Launched by SAN DIEGO SEXUAL MEDICINE · Mar 13, 2019

Keywords

ClinConnect Summary

This clinical trial is exploring a new treatment option for women experiencing stress urinary incontinence (SUI), urge incontinence (UI), and mixed urinary incontinence (MUI) using a technology called high-intensity focused electromagnetic (HIFEM) therapy. The goal is to assess not only how safe and effective this treatment is for managing incontinence symptoms but also to see if it has any positive effects on sexual health. The trial is currently recruiting women aged 21 to 80 who meet specific criteria, such as being sexually active and maintaining a consistent level of exercise.

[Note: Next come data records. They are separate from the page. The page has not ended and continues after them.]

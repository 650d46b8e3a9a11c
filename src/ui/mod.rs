pub mod console;
pub mod style;
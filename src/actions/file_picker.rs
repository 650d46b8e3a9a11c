// src/actions/file_picker.rs

use anyhow::Result;
use async_trait::async_trait;

use crate::defaults::Defaults;
use crate::keys::KeySequence;
use crate::menu::{MenuAction, MenuCursor, MenuNode, Navigator, Selection};
use crate::ui::console::Console;

/// Records the selected node's name and leaves the picker.
pub struct PickFile;

#[async_trait]
impl MenuAction<Option<String>> for PickFile {
    async fn select(&self, at: &mut MenuCursor<'_, Option<String>>, _console: &mut Console, picked: &mut Option<String>) -> Result<Selection> {
        *picked = at.node().map(|n| n.name().to_string());
        Ok(Selection::Back)
    }
}

/// "Select a file" menu: one numbered entry per file plus `0. cancel`.
pub fn file_menu(files: &[String]) -> MenuNode<Option<String>> {
    let mut menu = MenuNode::submenu("Select a file");
    let mut keys = KeySequence::new(Defaults::FIRST_KEY);
    for f in files {
        menu.append_next(&mut keys, MenuNode::command(f.as_str(), PickFile));
    }
    menu.append_exit("cancel");
    menu
}

/// Runs the picker as its own menu session. `None` when cancelled.
pub async fn pick_file(files: &[String], console: &mut Console) -> Result<Option<String>> {
    let mut menu = file_menu(files);
    let mut picked = None;
    Navigator::new(&mut menu).run(console, &mut picked).await?;
    Ok(picked)
}
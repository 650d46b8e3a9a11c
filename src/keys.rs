// src/keys.rs

/// Formats the raw counter value into the label the user types.
pub type KeyFormat = Box<dyn Fn(i64) -> String + Send + Sync>;

/// Sequential option labels for building menus.
///
/// Every `count()` hands out `transform(counter)` and then advances the
/// counter by `step`. `reset()` rewinds so several menus can be numbered
/// independently with the same generator.
pub struct KeySequence {
    start: i64,
    counter: i64,
    step: i64,
    transform: KeyFormat,
}

impl KeySequence {
    /// Numeric keys starting at `start`, step 1.
    pub fn new(start: i64) -> Self {
        Self::with_step(start, 1)
    }

    pub fn with_step(start: i64, step: i64) -> Self {
        Self { start, counter: start, step, transform: Box::new(numeric) }
    }

    /// Builder form of [`KeySequence::set_transform`].
    pub fn with_transform<F>(mut self, f: F) -> Self
    where
        F: Fn(i64) -> String + Send + Sync + 'static,
    {
        self.transform = Box::new(f);
        self
    }

    /// Next key. The counter wraps at the ends of the `i64` range, so
    /// drawing never fails.
    pub fn count(&mut self) -> String {
        let n = self.counter;
        self.counter = self.counter.wrapping_add(self.step);
        (self.transform)(n)
    }

    /// Rewind to `start` (or the original start). A new `step` applies from
    /// here on; `None` keeps the current one.
    pub fn reset(&mut self, start: Option<i64>, step: Option<i64>) {
        self.counter = start.unwrap_or(self.start);
        if let Some(step) = step {
            self.step = step;
        }
    }

    /// Only affects keys drawn after this call.
    pub fn set_transform<F>(&mut self, f: F)
    where
        F: Fn(i64) -> String + Send + Sync + 'static,
    {
        self.transform = Box::new(f);
    }

    pub fn step(&self) -> i64 { self.step }
}

pub fn numeric(n: i64) -> String {
    n.to_string()
}

/// Spreadsheet-style letters: 1 -> "a", 26 -> "z", 27 -> "aa".
/// Values below 1 fall back to the numeric form.
pub fn alphabetic(n: i64) -> String {
    if n < 1 {
        return numeric(n);
    }
    let mut n = n;
    let mut out = Vec::new();
    while n > 0 {
        let rem = ((n - 1) % 26) as u8;
        out.push((b'a' + rem) as char);
        n = (n - 1) / 26;
    }
    out.iter().rev().collect()
}
use std::path::PathBuf;

use anyhow::Result;
use tracing::info;

use crate::actions::{QueryFromFile, QueryManual, SaveReturnsTsv, ShowColumns};
use crate::defaults::Defaults;
use crate::keys::KeySequence;
use crate::market::{PriceSource, PriceTable};
use crate::menu::{MenuNode, Navigator};
use crate::ui::console::Console;

/// Shared state every menu action can reach, whatever its depth.
pub struct AppCtx {
    /// Last downloaded table. Replaced by every successful query.
    pub payload: Option<PriceTable>,
    pub input_dir: PathBuf,
    pub output_dir: PathBuf,
    pub source: Box<dyn PriceSource>,
}

impl AppCtx {
    pub fn new(source: Box<dyn PriceSource>) -> Self {
        Self {
            payload: None,
            input_dir: PathBuf::from(Defaults::INPUT_DIR),
            output_dir: PathBuf::from(Defaults::OUTPUT_DIR),
            source,
        }
    }

    pub fn with_dirs(mut self, input_dir: impl Into<PathBuf>, output_dir: impl Into<PathBuf>) -> Self {
        self.input_dir = input_dir.into();
        self.output_dir = output_dir.into();
        self
    }

    pub fn set(&mut self, table: PriceTable) {
        self.payload = Some(table);
    }
}

pub fn build_main_menu() -> MenuNode<AppCtx> {
    let mut idx = KeySequence::new(Defaults::FIRST_KEY);

    let mut query = MenuNode::submenu("Make query");
    query.append_next(&mut idx, MenuNode::command("input manually", QueryManual));
    query.append_next(&mut idx, MenuNode::command("from file", QueryFromFile));
    query.append_exit("back to main");

    idx.reset(None, None);
    let mut visualize = MenuNode::submenu("visualize");
    visualize.append_next(&mut idx, MenuNode::command("show columns", ShowColumns));
    visualize.append_exit("back to main");

    idx.reset(None, None);
    let mut generate = MenuNode::submenu("generate file");
    generate.append_next(&mut idx, MenuNode::command("Save to TSV", SaveReturnsTsv));
    generate.append_exit("back to main");

    idx.reset(None, None);
    let mut main = MenuNode::submenu("Yahoo Finance");
    main.append_next(&mut idx, query);
    main.append_next(&mut idx, visualize);
    main.append_next(&mut idx, generate);
    main.append_exit("exit");
    main
}

pub async fn run_menu(console: &mut Console, ctx: &mut AppCtx) -> Result<()> {
    let mut main = build_main_menu();
    info!(input = %ctx.input_dir.display(), output = %ctx.output_dir.display(), "menu started");
    Navigator::new(&mut main).run(console, ctx).await?;
    info!("menu closed");
    Ok(())
}
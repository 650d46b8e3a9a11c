// src/market/query_file.rs
//! YAML query files:
//!
//! ```yaml
//! tickers: [AAPL, MSFT]   # or "AAPL MSFT"; numeric codes like 7203 work too
//! from: 2024-01-01
//! to: 2024-12-31
//! ```

use std::fs;
use std::io;
use std::path::{Path, PathBuf};

use serde::Deserialize;
use serde_yaml::Value;
use thiserror::Error;
use tracing::debug;

use crate::market::{parse_date, parse_tickers, PriceRequest};

#[derive(Debug, Error)]
pub enum QueryFileError {
    #[error("file '{0}' does not exist")]
    NotFound(PathBuf),
    #[error("could not read '{path}': {source}")]
    Read { path: PathBuf, source: io::Error },
    #[error("'{path}' is not valid YAML: {source}")]
    Yaml { path: PathBuf, source: serde_yaml::Error },
    #[error("'{path}' is malformed: {reason}")]
    Malformed { path: PathBuf, reason: String },
}

#[derive(Debug, Deserialize)]
struct RawQuery {
    tickers: Option<Value>,
    from: Option<String>,
    to: Option<String>,
}

/// Text of a scalar ticker entry; YAML reads `7203` as a number.
fn scalar_text(value: &Value) -> Option<String> {
    match value {
        Value::String(s) => Some(s.clone()),
        Value::Number(n) => Some(n.to_string()),
        _ => None,
    }
}

pub fn load(path: &Path) -> Result<PriceRequest, QueryFileError> {
    let text = fs::read_to_string(path).map_err(|source| match source.kind() {
        io::ErrorKind::NotFound => QueryFileError::NotFound(path.to_path_buf()),
        _ => QueryFileError::Read { path: path.to_path_buf(), source },
    })?;
    parse(path, &text)
}

pub fn parse(path: &Path, text: &str) -> Result<PriceRequest, QueryFileError> {
    let malformed = |reason: String| QueryFileError::Malformed { path: path.to_path_buf(), reason };

    let raw: RawQuery = serde_yaml::from_str(text)
        .map_err(|source| QueryFileError::Yaml { path: path.to_path_buf(), source })?;

    let line = match &raw.tickers {
        None | Some(Value::Null) => String::new(),
        Some(Value::Sequence(items)) => items
            .iter()
            .map(|v| scalar_text(v).ok_or_else(|| malformed(format!("ticker entry {v:?} is not a symbol"))))
            .collect::<Result<Vec<_>, _>>()?
            .join(" "),
        Some(other) => scalar_text(other).ok_or_else(|| malformed("'tickers' must be a list or a string".into()))?,
    };
    let tickers = parse_tickers(&line);
    if tickers.is_empty() {
        return Err(malformed("no tickers".into()));
    }

    let from = raw.from.ok_or_else(|| malformed("missing 'from'".into()))?;
    let to = raw.to.ok_or_else(|| malformed("missing 'to'".into()))?;
    let start = parse_date(&from).map_err(|e| malformed(format!("from '{from}': {e}")))?;
    let end = parse_date(&to).map_err(|e| malformed(format!("to '{to}': {e}")))?;

    debug!(path = %path.display(), ?tickers, %start, %end, "query file loaded");
    PriceRequest::new(tickers, start, end).map_err(|e| malformed(e.to_string()))
}
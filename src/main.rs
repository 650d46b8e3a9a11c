use anyhow::{Context, Result};
use clap::Parser;
use tracing_subscriber::EnvFilter;

use market_menu::app::{run_menu, AppCtx};
use market_menu::cli::Cli;
use market_menu::market::YahooSource;
use market_menu::ui::console::Console;

#[tokio::main]
async fn main() -> Result<()> {
    let cli = Cli::parse();

    let filter = EnvFilter::try_from_default_env()
        .or_else(|_| EnvFilter::try_new(&cli.log_filter))
        .context("parsing log filter")?;
    tracing_subscriber::fmt()
        .with_env_filter(filter)
        .with_writer(std::io::stderr)
        .init();

    let source = YahooSource::new().context("building HTTP client")?;
    let mut ctx = AppCtx::new(Box::new(source)).with_dirs(cli.input_dir, cli.output_dir);
    let mut console = Console::stdio(!cli.no_color);

    run_menu(&mut console, &mut ctx).await
}
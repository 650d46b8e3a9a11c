// style.rs
use crossterm::style::{StyledContent, Stylize};

pub fn span_key(s: &str) -> StyledContent<&str> {
    s.cyan().bold()
}
pub fn span_sep(s: &str) -> StyledContent<&str> {
    s.dark_grey()
}
pub fn span_crumb(s: &str) -> StyledContent<&str> {
    s.yellow()
}
pub fn span_error(s: &str) -> StyledContent<&str> {
    s.red().bold()
}
// src/menu.rs
//! Stack-based menu navigation.
//!
//! A [`MenuNode`] is both a keyed container of child nodes and an action
//! that runs when the node is picked from its parent. The [`Navigator`]
//! keeps the path of open menus as a stack of keys from the root and moves
//! along it according to the [`Selection`] each action returns. The tree
//! stays mutable while a session is running: actions get the menu they were
//! picked from, and callers can reach it between steps.

use std::sync::Arc;

use anyhow::Result;
use async_trait::async_trait;
use thiserror::Error;
use tracing::{debug, error, warn};

use crate::defaults::Defaults;
use crate::keys::KeySequence;
use crate::ui::console::Console;

/// What the navigator should do after a node has been selected.
#[derive(Debug, Clone, Copy, PartialEq, Eq)]
pub enum Selection {
    /// Open the selected node as a menu.
    Descend,
    /// Command finished; keep showing the current menu.
    Stay,
    /// Leave the current menu (ends navigation at the root).
    Back,
}

#[derive(Debug, Error, PartialEq, Eq)]
pub enum MenuError {
    #[error("no option registered under key '{0}'")]
    UnknownKey(String),
}

#[async_trait]
pub trait MenuAction<C>: Send + Sync {
    async fn select(&self, at: &mut MenuCursor<'_, C>, console: &mut Console, ctx: &mut C) -> Result<Selection>;
}

/// The menu an action was picked from, plus the key it was picked under.
pub struct MenuCursor<'m, C> {
    menu: &'m mut MenuNode<C>,
    key: String,
}

impl<'m, C> MenuCursor<'m, C> {
    pub fn key(&self) -> &str { &self.key }

    /// The selected node. `None` once the action has removed it.
    pub fn node(&self) -> Option<&MenuNode<C>> {
        self.menu.child(&self.key)
    }

    pub fn menu(&self) -> &MenuNode<C> { &*self.menu }

    pub fn menu_mut(&mut self) -> &mut MenuNode<C> { &mut *self.menu }
}

/// Adapter for synchronous closures.
pub struct FnAction<F>(pub F);

impl<F> FnAction<F> {
    pub fn new<C>(f: F) -> Self
    where
        C: Send,
        F: Fn(&mut Console, &mut C) -> Result<Selection> + Send + Sync,
    {
        Self(f)
    }
}

#[async_trait]
impl<C, F> MenuAction<C> for FnAction<F>
where
    C: Send,
    F: Fn(&mut Console, &mut C) -> Result<Selection> + Send + Sync,
{
    async fn select(&self, _at: &mut MenuCursor<'_, C>, console: &mut Console, ctx: &mut C) -> Result<Selection> {
        (self.0)(console, ctx)
    }
}

enum Action<C> {
    Enter,
    Exit,
    Run(Arc<dyn MenuAction<C>>),
}

impl<C> Clone for Action<C> {
    fn clone(&self) -> Self {
        match self {
            Action::Enter => Action::Enter,
            Action::Exit => Action::Exit,
            Action::Run(a) => Action::Run(Arc::clone(a)),
        }
    }
}

pub struct MenuNode<C> {
    name: String,
    children: Vec<(String, MenuNode<C>)>,
    action: Action<C>,
}

impl<C> MenuNode<C> {
    pub fn name(&self) -> &str { &self.name }

    pub fn child(&self, key: &str) -> Option<&MenuNode<C>> {
        self.children.iter().find(|(k, _)| k == key).map(|(_, n)| n)
    }

    pub fn child_mut(&mut self, key: &str) -> Option<&mut MenuNode<C>> {
        self.children.iter_mut().find(|(k, _)| k == key).map(|(_, n)| n)
    }

    pub fn keys(&self) -> impl Iterator<Item = &str> {
        self.children.iter().map(|(k, _)| k.as_str())
    }

    pub fn len(&self) -> usize { self.children.len() }

    pub fn is_empty(&self) -> bool { self.children.is_empty() }

    /// Registers `child` under `key`. An existing key is replaced in place.
    pub fn append(&mut self, key: impl Into<String>, child: MenuNode<C>) -> &mut Self {
        let key = key.into();
        match self.children.iter_mut().find(|(k, _)| *k == key) {
            Some(slot) => slot.1 = child,
            None => self.children.push((key, child)),
        }
        self
    }

    /// Appends `child` under the next key drawn from `keys`.
    pub fn append_next(&mut self, keys: &mut KeySequence, child: MenuNode<C>) -> &mut Self {
        let key = keys.count();
        self.append(key, child)
    }

    pub fn remove(&mut self, key: &str) -> Result<MenuNode<C>, MenuError> {
        let pos = self
            .children
            .iter()
            .position(|(k, _)| k == key)
            .ok_or_else(|| MenuError::UnknownKey(key.to_string()))?;
        Ok(self.children.remove(pos).1)
    }

    /// Breadcrumb of `path` followed by this node's options.
    pub fn render(&self, path: &[&MenuNode<C>], console: &mut Console) -> std::io::Result<()> {
        console.breadcrumb(path.iter().map(|n| n.name()))?;
        for (key, child) in &self.children {
            console.option(key, child.name())?;
        }
        Ok(())
    }
}

impl<C: Send> MenuNode<C> {
    /// A node that opens as a menu when selected.
    pub fn submenu(name: impl Into<String>) -> Self {
        Self::with_action(name, Action::Enter)
    }

    /// A node that always leaves the menu it is listed in.
    pub fn exit(name: impl Into<String>) -> Self {
        Self::with_action(name, Action::Exit)
    }

    pub fn command(name: impl Into<String>, action: impl MenuAction<C> + 'static) -> Self {
        Self::with_action(name, Action::Run(Arc::new(action)))
    }

    fn with_action(name: impl Into<String>, action: Action<C>) -> Self {
        Self { name: name.into(), children: Vec::new(), action }
    }

    /// Appends the conventional `0. <name>` exit entry.
    pub fn append_exit(&mut self, name: impl Into<String>) -> &mut Self {
        self.append(Defaults::EXIT_KEY, MenuNode::exit(name))
    }

    /// Selects the child under `key`. Command actions run with a cursor on
    /// this menu, so they may add or remove entries while it is open.
    pub async fn select(&mut self, key: &str, console: &mut Console, ctx: &mut C) -> Result<Selection> {
        let action = self
            .child(key)
            .map(|n| n.action.clone())
            .ok_or_else(|| MenuError::UnknownKey(key.to_string()))?;
        match action {
            Action::Enter => Ok(Selection::Descend),
            Action::Exit => Ok(Selection::Back),
            Action::Run(action) => {
                let mut at = MenuCursor { menu: self, key: key.to_string() };
                action.select(&mut at, console, ctx).await
            }
        }
    }
}

/// Result of feeding one key to the [`Navigator`].
#[derive(Debug, Clone, Copy, PartialEq, Eq)]
pub enum Step {
    Invalid,
    Descended,
    Stayed,
    Ascended,
    Terminated,
}

fn resolve_mut<'m, C>(mut node: &'m mut MenuNode<C>, path: &[String]) -> Option<&'m mut MenuNode<C>> {
    for key in path {
        let idx = node.children.iter().position(|(k, _)| k == key)?;
        node = &mut node.children[idx].1;
    }
    Some(node)
}

pub struct Navigator<'a, C> {
    root: &'a mut MenuNode<C>,
    /// Keys from the root to the open menu; the root itself is implicit.
    path: Vec<String>,
    running: bool,
}

impl<'a, C: Send> Navigator<'a, C> {
    pub fn new(root: &'a mut MenuNode<C>) -> Self {
        Self { root, path: Vec::new(), running: true }
    }

    pub fn depth(&self) -> usize { self.stack().len() }

    pub fn is_running(&self) -> bool { self.running }

    /// Open menus from the root down. Stops early at a key whose node has
    /// been removed since it was entered.
    fn stack(&self) -> Vec<&MenuNode<C>> {
        if !self.running {
            return Vec::new();
        }
        let mut node = &*self.root;
        let mut nodes = vec![node];
        for key in &self.path {
            match node.child(key) {
                Some(next) => {
                    nodes.push(next);
                    node = next;
                }
                None => break,
            }
        }
        nodes
    }

    pub fn current(&self) -> Option<&MenuNode<C>> {
        self.stack().pop()
    }

    pub fn root_mut(&mut self) -> &mut MenuNode<C> { &mut *self.root }

    /// The open menu, for callers that change it between steps.
    pub fn current_mut(&mut self) -> Option<&mut MenuNode<C>> {
        if !self.running {
            return None;
        }
        self.prune();
        resolve_mut(&mut *self.root, &self.path)
    }

    pub fn path(&self) -> Vec<&str> {
        self.stack().into_iter().map(|n| n.name()).collect()
    }

    /// Drops path entries whose menus no longer exist.
    fn prune(&mut self) {
        let live = self.stack().len().saturating_sub(1);
        if live < self.path.len() {
            warn!(from = self.path.len() + 1, to = live + 1, "open menu was removed, moving up");
            self.path.truncate(live);
        }
    }

    pub fn render(&self, console: &mut Console) -> std::io::Result<()> {
        let stack = self.stack();
        match stack.last() {
            Some(top) => top.render(&stack, console),
            None => Ok(()),
        }
    }

    /// Applies one key to the top of the stack.
    pub async fn step(&mut self, key: &str, console: &mut Console, ctx: &mut C) -> Result<Step> {
        if !self.running {
            return Ok(Step::Terminated);
        }
        self.prune();
        let Some(top) = resolve_mut(&mut *self.root, &self.path) else {
            return Ok(Step::Terminated);
        };
        let Some(name) = top.child(key).map(|n| n.name().to_string()) else {
            console.error(format!("'{key}' is not a valid option"))?;
            return Ok(Step::Invalid);
        };

        let selection = match top.select(key, console, ctx).await {
            Ok(s) => s,
            Err(e) => {
                error!(option = %name, "action failed: {e:#}");
                console.error(format!("ERROR: {e:#}"))?;
                Selection::Stay
            }
        };
        console.blank()?;

        let step = match selection {
            Selection::Descend if top.child(key).is_some() => {
                self.path.push(key.to_string());
                Step::Descended
            }
            Selection::Descend => {
                warn!(key, option = %name, "selected option is gone, staying");
                Step::Stayed
            }
            Selection::Stay => Step::Stayed,
            Selection::Back => {
                if self.path.pop().is_some() {
                    Step::Ascended
                } else {
                    self.running = false;
                    Step::Terminated
                }
            }
        };
        debug!(key, option = %name, depth = self.depth(), ?step, "menu transition");
        Ok(step)
    }

    /// Drives the menu until the stack empties or input runs out.
    pub async fn run(&mut self, console: &mut Console, ctx: &mut C) -> Result<()> {
        while self.is_running() {
            self.render(console)?;
            let Some(key) = console.prompt(Defaults::PROMPT)? else {
                debug!(depth = self.depth(), "input closed, leaving menu");
                self.path.clear();
                self.running = false;
                break;
            };
            self.step(&key, console, ctx).await?;
        }
        Ok(())
    }
}

#[cfg(test)]
mod tests {
    use super::*;

    fn counter_cmd(name: &str) -> MenuNode<u32> {
        MenuNode::command(name, FnAction::new(|_: &mut Console, hits: &mut u32| -> Result<Selection> {
            *hits += 1;
            Ok(Selection::Stay)
        }))
    }

    #[test]
    fn append_replaces_existing_key_in_place() {
        let mut root: MenuNode<u32> = MenuNode::submenu("root");
        root.append("1", counter_cmd("first"));
        root.append("2", counter_cmd("second"));
        root.append("1", counter_cmd("replacement"));

        assert_eq!(root.len(), 2);
        assert_eq!(root.keys().collect::<Vec<_>>(), vec!["1", "2"]);
        assert_eq!(root.child("1").map(|n| n.name()), Some("replacement"));
        assert_eq!(root.child("2").map(|n| n.name()), Some("second"));
    }

    #[test]
    fn remove_unknown_key_fails() {
        let mut root: MenuNode<u32> = MenuNode::submenu("root");
        root.append("1", counter_cmd("only"));
        assert_eq!(root.remove("7").err(), Some(MenuError::UnknownKey("7".into())));
        assert_eq!(root.remove("1").map(|n| n.name().to_string()), Ok("only".to_string()));
        assert!(root.is_empty());
    }

    #[test]
    fn append_next_draws_keys() {
        let mut keys = KeySequence::new(1);
        let mut root: MenuNode<u32> = MenuNode::submenu("root");
        root.append_next(&mut keys, counter_cmd("a"));
        root.append_next(&mut keys, counter_cmd("b"));
        root.append_exit("exit");
        assert_eq!(root.keys().collect::<Vec<_>>(), vec!["1", "2", "0"]);
    }

    #[test]
    fn render_lists_breadcrumb_and_options_in_order() {
        let mut sub: MenuNode<u32> = MenuNode::submenu("Sub");
        sub.append("1", counter_cmd("run"));
        sub.append_exit("back");
        let root: MenuNode<u32> = MenuNode::submenu("Main");

        let (mut console, out) = Console::scripted(Vec::<String>::new());
        sub.render(&[&root, &sub], &mut console).unwrap();
        assert_eq!(out.text(), "Main >> Sub\n    1. run\n    0. back\n");
    }

    #[tokio::test]
    async fn select_maps_node_kind_to_selection() {
        let (mut console, _) = Console::scripted(Vec::<String>::new());
        let mut hits = 0u32;
        let mut root: MenuNode<u32> = MenuNode::submenu("root");
        root.append("s", MenuNode::submenu("s"));
        root.append("e", MenuNode::exit("e"));
        root.append("c", counter_cmd("c"));

        assert_eq!(root.select("s", &mut console, &mut hits).await.unwrap(), Selection::Descend);
        assert_eq!(root.select("e", &mut console, &mut hits).await.unwrap(), Selection::Back);
        assert_eq!(root.select("c", &mut console, &mut hits).await.unwrap(), Selection::Stay);
        assert_eq!(hits, 1);

        let err = root.select("9", &mut console, &mut hits).await.unwrap_err();
        assert_eq!(err.downcast_ref::<MenuError>(), Some(&MenuError::UnknownKey("9".into())));
    }

    struct RemoveSelf;

    #[async_trait]
    impl MenuAction<u32> for RemoveSelf {
        async fn select(&self, at: &mut MenuCursor<'_, u32>, _: &mut Console, _: &mut u32) -> Result<Selection> {
            let key = at.key().to_string();
            at.menu_mut().remove(&key)?;
            assert!(at.node().is_none());
            Ok(Selection::Descend)
        }
    }

    #[tokio::test]
    async fn descending_into_a_removed_option_stays() {
        let mut root: MenuNode<u32> = MenuNode::submenu("root");
        root.append("1", MenuNode::command("once", RemoveSelf));
        root.append_exit("exit");

        let (mut console, _) = Console::scripted(Vec::<String>::new());
        let mut nav = Navigator::new(&mut root);
        assert_eq!(nav.step("1", &mut console, &mut 0).await.unwrap(), Step::Stayed);
        assert_eq!(nav.depth(), 1);
        assert_eq!(nav.current().map(|m| m.keys().collect::<Vec<_>>()), Some(vec!["0"]));
    }

    #[tokio::test]
    async fn failing_action_is_reported_and_stays() {
        let mut root: MenuNode<u32> = MenuNode::submenu("root");
        root.append(
            "1",
            MenuNode::command("boom", FnAction::new(|_: &mut Console, _: &mut u32| -> Result<Selection> {
                anyhow::bail!("collaborator unavailable")
            })),
        );
        root.append_exit("exit");

        let (mut console, out) = Console::scripted(Vec::<String>::new());
        let mut nav = Navigator::new(&mut root);
        let step = nav.step("1", &mut console, &mut 0).await.unwrap();
        assert_eq!(step, Step::Stayed);
        assert_eq!(nav.depth(), 1);
        assert!(out.text().contains("ERROR: collaborator unavailable"));
    }
}
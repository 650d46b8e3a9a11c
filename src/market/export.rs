// src/market/export.rs
use std::fs::{self, File};
use std::io::{self, BufWriter, Write};
use std::path::{Path, PathBuf};

use thiserror::Error;
use tracing::info;

use crate::market::table::ReturnsTable;

#[derive(Debug, Error)]
pub enum ExportError {
    #[error("could not create directory '{path}': {source}")]
    CreateDir { path: PathBuf, source: io::Error },
    #[error("could not write '{path}': {source}")]
    Write { path: PathBuf, source: io::Error },
}

/// Writes `returns` as tab-separated text to `dir/file_name`, creating
/// `dir` if needed. Returns the written path.
pub fn write_tsv(returns: &ReturnsTable, dir: &Path, file_name: &str) -> Result<PathBuf, ExportError> {
    fs::create_dir_all(dir).map_err(|source| ExportError::CreateDir { path: dir.to_path_buf(), source })?;

    let path = dir.join(file_name);
    let wrap = |source| ExportError::Write { path: path.clone(), source };

    let file = File::create(&path).map_err(wrap)?;
    let mut w = BufWriter::new(file);
    write_rows(returns, &mut w).map_err(wrap)?;
    w.flush().map_err(wrap)?;

    info!(path = %path.display(), rows = returns.rows.len(), "returns exported");
    Ok(path)
}

fn write_rows(returns: &ReturnsTable, w: &mut impl Write) -> io::Result<()> {
    write!(w, "Date")?;
    for t in &returns.tickers {
        write!(w, "\t{t}")?;
    }
    writeln!(w)?;

    for (period, row) in returns.periods.iter().zip(&returns.rows) {
        write!(w, "{period}")?;
        for v in row {
            write!(w, "\t{v}")?;
        }
        writeln!(w)?;
    }
    Ok(())
}

#[cfg(test)]
mod tests {
    use super::*;
    use time::macros::date;

    #[test]
    fn writes_header_and_rows_into_new_dir() {
        let tmp = tempfile::tempdir().unwrap();
        let out_dir = tmp.path().join("data-out");
        let returns = ReturnsTable {
            periods: vec![date!(2024 - 02 - 29), date!(2024 - 03 - 31)],
            tickers: vec!["AAA".into(), "BBB".into()],
            rows: vec![vec![0.5, -0.25], vec![0.125, 0.0]],
        };

        let path = write_tsv(&returns, &out_dir, "r.tsv").unwrap();
        assert_eq!(path, out_dir.join("r.tsv"));
        let text = fs::read_to_string(path).unwrap();
        assert_eq!(text, "Date\tAAA\tBBB\n2024-02-29\t0.5\t-0.25\n2024-03-31\t0.125\t0\n");
    }
}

Women interested in participating should be aware that they cannot have previously used the BTL EMSELLA device and must not have certain medical conditions that could affect their eligibility. If accepted into the study, participants will continue their regular activities and medications while attending scheduled visits for treatment. This trial aims to provide valuable information that could help improve the quality of life for women dealing with these types of urinary issues.

Gender

FEMALE

Eligibility criteria

• Inclusion Criteria:
• • 1. Subject provides written informed consent and HIPAA authorization before any study procedures are conducted;
• • 2. Subject is female;
• • 3. Subject is aged 21-80 years;
• • 4. Subject has a body mass index (BMI) \< 37 kg/m2;
• • 5. Subject has stress urinary incontinence, urge incontinence, or mixed urinary incontinence as determined by the QUID;
• • 6. Subject is currently sexually active and willing to continue sexual activity throughout the study;
• • 7. Subject is willing to continue level of core exercise currently being performed or not performed during the study (e.g. gym, Pilates, yoga);
• • 8. Subject is willing to maintain her current prescription and over the counter medications throughout the study without changing them;
• • 9. Subject agrees to comply with the study procedures and visits.
• Exclusion Criteria:
• • 1. Subject has used the BTL EMSELLA device previously;
• • 2. Subject has any significant pelvic organ prolapse;
• • 3. Subject has clinically significant findings on physical examination;
• • 4. Subject has any chronic medical condition (e.g. neurologic disorder) or psychologic disorder that the Principal Investigator feels makes her ineligible for the study;
• • 5. Subject is unwilling to maintain current level of exercise throughout the study;
• • 6. Subject has been diagnosed with overactive bladder or interstitial cystitis;
• • 7. Subject experiences bladder pain or scores above 0 on the pain questions on the O'Leary/Sant Voiding and Pain Indices (ICSI/ICPI);
• • 8. Subject experiences pain with sexual activity
• • 9. Subject answers anything other than "almost never or never" or "a few times" on pain questions 17 or 18 of the Female Sexual Function Index (FSFI)
• • 10. Subject answers anything other than "very low or none at all" or "low" on pain questions 19 of the (FSFI)
• • 11. Subject planning to have surgery during the study;
• • 12. Subject has untreated malignancy;
• • 13. Subject is pregnant, planning to get pregnant or within 3 months postpartum;
• • 14. Subject has a pacemaker;
• • 15. Subject has and implant or IUD containing metal (e.g. copper 7);
• • 16. Subject has piercing between the waist and knees and is not willing to remove it before each treatment;
• • 17. Subject has a history of substance abuse within 12 months prior, or consuming \> 14 alcoholic drinks per week;
• • 18. Subject has received an investigational drug within 30 days prior to signing consent;
• • 19. Subject has any condition or exhibits behavior that indicates to the Principal Investigator that the Subject is unlikely to be compliant with study procedures and visits.